··· RECORDS TO USE
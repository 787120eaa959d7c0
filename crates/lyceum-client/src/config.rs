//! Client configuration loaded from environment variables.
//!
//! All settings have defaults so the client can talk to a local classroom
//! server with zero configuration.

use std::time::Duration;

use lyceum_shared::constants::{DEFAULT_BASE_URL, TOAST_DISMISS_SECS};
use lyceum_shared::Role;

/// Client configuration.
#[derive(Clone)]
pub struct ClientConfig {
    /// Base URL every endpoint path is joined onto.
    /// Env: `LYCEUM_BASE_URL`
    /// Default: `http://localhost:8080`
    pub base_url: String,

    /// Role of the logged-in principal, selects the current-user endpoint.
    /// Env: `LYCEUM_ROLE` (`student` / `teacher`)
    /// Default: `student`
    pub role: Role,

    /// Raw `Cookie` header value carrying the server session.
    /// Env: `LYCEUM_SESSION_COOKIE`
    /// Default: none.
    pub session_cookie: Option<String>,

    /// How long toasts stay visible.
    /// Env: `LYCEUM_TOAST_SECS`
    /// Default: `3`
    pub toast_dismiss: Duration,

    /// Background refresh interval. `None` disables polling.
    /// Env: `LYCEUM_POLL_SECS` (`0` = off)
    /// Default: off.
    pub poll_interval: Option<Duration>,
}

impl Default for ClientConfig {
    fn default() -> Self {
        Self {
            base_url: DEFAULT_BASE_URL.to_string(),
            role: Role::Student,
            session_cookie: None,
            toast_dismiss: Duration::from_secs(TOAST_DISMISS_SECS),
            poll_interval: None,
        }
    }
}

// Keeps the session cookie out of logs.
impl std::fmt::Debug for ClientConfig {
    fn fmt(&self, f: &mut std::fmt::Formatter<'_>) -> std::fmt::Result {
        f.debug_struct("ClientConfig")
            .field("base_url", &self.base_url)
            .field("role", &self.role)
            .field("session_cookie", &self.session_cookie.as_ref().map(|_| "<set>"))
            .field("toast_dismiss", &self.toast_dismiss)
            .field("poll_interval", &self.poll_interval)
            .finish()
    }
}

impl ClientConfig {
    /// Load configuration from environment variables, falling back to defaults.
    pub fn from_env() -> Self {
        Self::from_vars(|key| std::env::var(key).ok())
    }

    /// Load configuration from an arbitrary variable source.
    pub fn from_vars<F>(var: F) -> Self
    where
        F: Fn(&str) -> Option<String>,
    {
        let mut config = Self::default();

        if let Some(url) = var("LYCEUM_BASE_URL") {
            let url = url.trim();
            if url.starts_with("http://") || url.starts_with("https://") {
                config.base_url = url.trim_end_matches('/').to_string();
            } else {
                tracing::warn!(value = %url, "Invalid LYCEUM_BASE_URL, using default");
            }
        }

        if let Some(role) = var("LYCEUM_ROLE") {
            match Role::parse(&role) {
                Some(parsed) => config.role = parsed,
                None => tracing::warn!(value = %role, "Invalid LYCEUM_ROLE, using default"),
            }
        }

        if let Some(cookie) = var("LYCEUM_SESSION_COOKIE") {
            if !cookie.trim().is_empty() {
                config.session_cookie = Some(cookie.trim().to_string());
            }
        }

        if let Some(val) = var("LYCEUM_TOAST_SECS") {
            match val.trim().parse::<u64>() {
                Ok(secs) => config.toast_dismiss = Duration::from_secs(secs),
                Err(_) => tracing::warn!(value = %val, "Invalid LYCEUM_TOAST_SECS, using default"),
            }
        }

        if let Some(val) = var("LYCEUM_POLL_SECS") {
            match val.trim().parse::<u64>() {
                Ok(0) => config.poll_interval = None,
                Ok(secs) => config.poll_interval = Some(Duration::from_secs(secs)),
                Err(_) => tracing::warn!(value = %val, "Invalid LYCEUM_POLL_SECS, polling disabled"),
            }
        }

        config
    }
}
······
### [WORK INSTRUCTIONS]
Your output should be an exact copy of every line from the one containing "Ok(secs) => config.poll_interval" through the end of the records.

### [TASK SOLUTION]
                Ok(secs) => config.poll_interval = Some(Duration::from_secs(secs)),
                Err(_) => tracing::warn!(value = %val, "Invalid LYCEUM_POLL_SECS, polling disabled"),
            }
        }

        config
    }
}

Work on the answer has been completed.